Used to be stuck Dia for one episode then got the coaching and went to Asc 1 then took a break for a bit and after that hit Immo 2 after getting the coaching another time. Daniel points out things in a 20-sec clip that you never thought of, makes you a routine that fits your weaknesses.
— Fadsafs
The Program
Fadsafs had time — and that mattered. His routine ran 90 minutes most weekdays, with shorter sessions on Tuesday (60 min) and Wednesday (45 min) to fit around real life. Three ranked games a day on average. The time investment was real but not extreme.
The routine was built around two priorities: rebuild the mechanics correctly, and force volume on the map-clearing and peeking technique that ranked alone wouldn't teach.
The drills:
Sage peek — building disciplined peeking technique, frame-by-frame correct mechanics.
Silent death match — forcing proper map clearing and positioning. No audio cues means the brain can't shortcut decisions; it has to clear and peek the right way.
Strafe — rebuilding the shoot-strafe-shoot rhythm corrupted by raw accel.
Aim training — resetting the aim foundation after disabling raw acceleration.
Death match — pressure-testing the rebuilt aim in real combat.
100 bots — burst focused — installing bursting as a reliable kill pattern. He'd been tapping exclusively, which works if you're an insane aimer but isn't reliable for normal humans.
Spray control — adding spray as a tool for the moments tapping and bursting weren't right.
The harder fix had no drill. Decision-making got worked through the 1-1 sessions and weekly check-ins — Fadsafs would send us VOD clips of moments he wasn't sure how he should have played, and we'd walk through them together. Not just "here's what you did wrong" but full frameworks: if you're in this kind of position with this kind of info, here are your real options and how to pick between them.
He asked questions. He sent clips. He internalized the frameworks faster than most because he's a fast learner and because he had the volume of ranked games to apply them in.
The cadence:
One 90-minute 1-1 with Daniel per month — recalibration and structural diagnosis.
Weekly check-ins on the routine — Daniel reviewing exercise VODs, giving technique feedback.
Async access on Discord whenever a question or clip came up mid-week.
The Arc
Month | Phase |
|---|---|
MO 01 | The mechanical reset hit first. Disabling raw accel and rebuilding aim takes a couple of weeks of feeling worse before feeling better — Fadsafs pushed through it. By week three, his death matches showed visibly cleaner map clearing and peeking technique. His ranked decisions were starting to use the frameworks.

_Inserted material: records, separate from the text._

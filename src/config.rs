//! Charge point configuration (spec §3).
//!
//! `ChargePointConfig` is immutable once a session is established. Loadable
//! from a TOML file, following the same `toml` + `dirs-next` pattern the
//! teacher's `AppConfig::load`/`default_config_path` use.

use std::path::PathBuf;

use serde::{Deserialize, Serialize};

/// Ordered subprotocol offer (spec §6): `ocpp1.6` first, `ocpp1.5` as
/// fallback.
pub const SUBPROTOCOLS: &[&str] = &["ocpp1.6", "ocpp1.5"];

#[derive(Debug, Clone, Serialize, Deserialize)]
#[serde(default)]
pub struct ChargePointConfig {
    /// Base WebSocket URL; the caller supplies the trailing slash.
    pub ws_url: String,
    /// Opaque charge point identifier appended to `ws_url`.
    pub cp_id: String,
    /// idTag used when the operator doesn't supply one explicitly.
    pub default_id_tag: String,

    /// Simulation knob (spec §4.7, §8 scenario 3): delay before a
    /// RemoteStartTransaction we accepted actually originates
    /// StartTransaction.
    pub remote_start_delay_secs: u64,
    /// Simulation knob (spec §8 scenario 4): the status this charge point
    /// replies with to RemoteStartTransaction/RemoteStopTransaction.
    pub remote_start_stop_response: String,

    /// Vendor identity sent in BootNotification (spec §4.7 — values are
    /// not protocol-critical but must be present).
    pub vendor: String,
    pub model: String,
    pub serial_number: String,
    pub firmware_version: String,
}

impl Default for ChargePointConfig {
    fn default() -> Self {
        Self {
            ws_url: "ws://localhost:9000/ocpp/".to_string(),
            cp_id: "CP01".to_string(),
            default_id_tag: "DEADBEEF".to_string(),
            remote_start_delay_secs: 3,
            remote_start_stop_response: "Accepted".to_string(),
            vendor: "Elmo".to_string(),
            model: "Elmo-Sim".to_string(),
            serial_number: "SIM-0001".to_string(),
            firmware_version: env!("CARGO_PKG_VERSION").to_string(),
        }
    }
}

impl ChargePointConfig {
    /// Full WebSocket URL: `wsUrl || cpId` (spec §6 — caller-supplied
    /// trailing slash, plain concatenation, no path-joining logic).
    pub fn full_url(&self) -> String {
        format!("{}{}", self.ws_url, self.cp_id)
    }

    pub fn load(path: impl Into<PathBuf>) -> Self {
        let path = path.into();
        match std::fs::read_to_string(&path) {
            Ok(text) => toml::from_str(&text).unwrap_or_default(),
            Err(_) => Self::default(),
        }
    }

    pub fn default_path() -> PathBuf {
        dirs_next::config_dir()
            .unwrap_or_else(|| PathBuf::from("."))
            .join("ocpp-charge-point")
            .join("config.toml")
    }

    pub fn save(&self, path: impl Into<PathBuf>) -> std::io::Result<()> {
        let path = path.into();
        if let Some(parent) = path.parent() {
            std::fs::create_dir_all(parent)?;
        }
        let text = toml::to_string_pretty(self).unwrap_or_default();
        std::fs::write(path, text)
    }
}

#[cfg(test)]
mod tests {
    use super::*;

    #[test]
    fn full_url_is_plain_concatenation() {
        let cfg = ChargePointConfig {
            ws_url: "ws://cs/".to_string(),
            cp_id: "CP01".to_string(),
            ..Default::default()
        };
        assert_eq!(cfg.full_url(), "ws://cs/CP01");
    }

    #[test]
    fn missing_file_yields_defaults() {
        let cfg = ChargePointConfig::load("/nonexistent/ocpp-config.toml");
        assert_eq!(cfg.cp_id, "CP01");
    }
}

He climbed from Diamond 2 to Ascendant inside the first month. |
Pause | After hitting Ascendant, he stepped back from ranked for a bit — life things, school, the climb wasn't the only thing in his life. We expected this. Healthy. He came back when he was ready to push for Immortal. |
MO 02 | When he came back, the work compounded. The decisions were faster. The aim was reliable. The map awareness was no longer a leak. He climbed from Ascendant to Immortal 2 — 110 RR — in steady accumulation. No miracle moment. No breakthrough single game. Just the structural fixes paying off every game, every day. |
The Outcome
Both retreat seasons sold out within the six-month window. No paid spend. No influencer seeding. No new platforms. Twelve posts and one founder essay restarted in the newsletter. The waitlist for the following year closed at 61 names before a single date had been announced.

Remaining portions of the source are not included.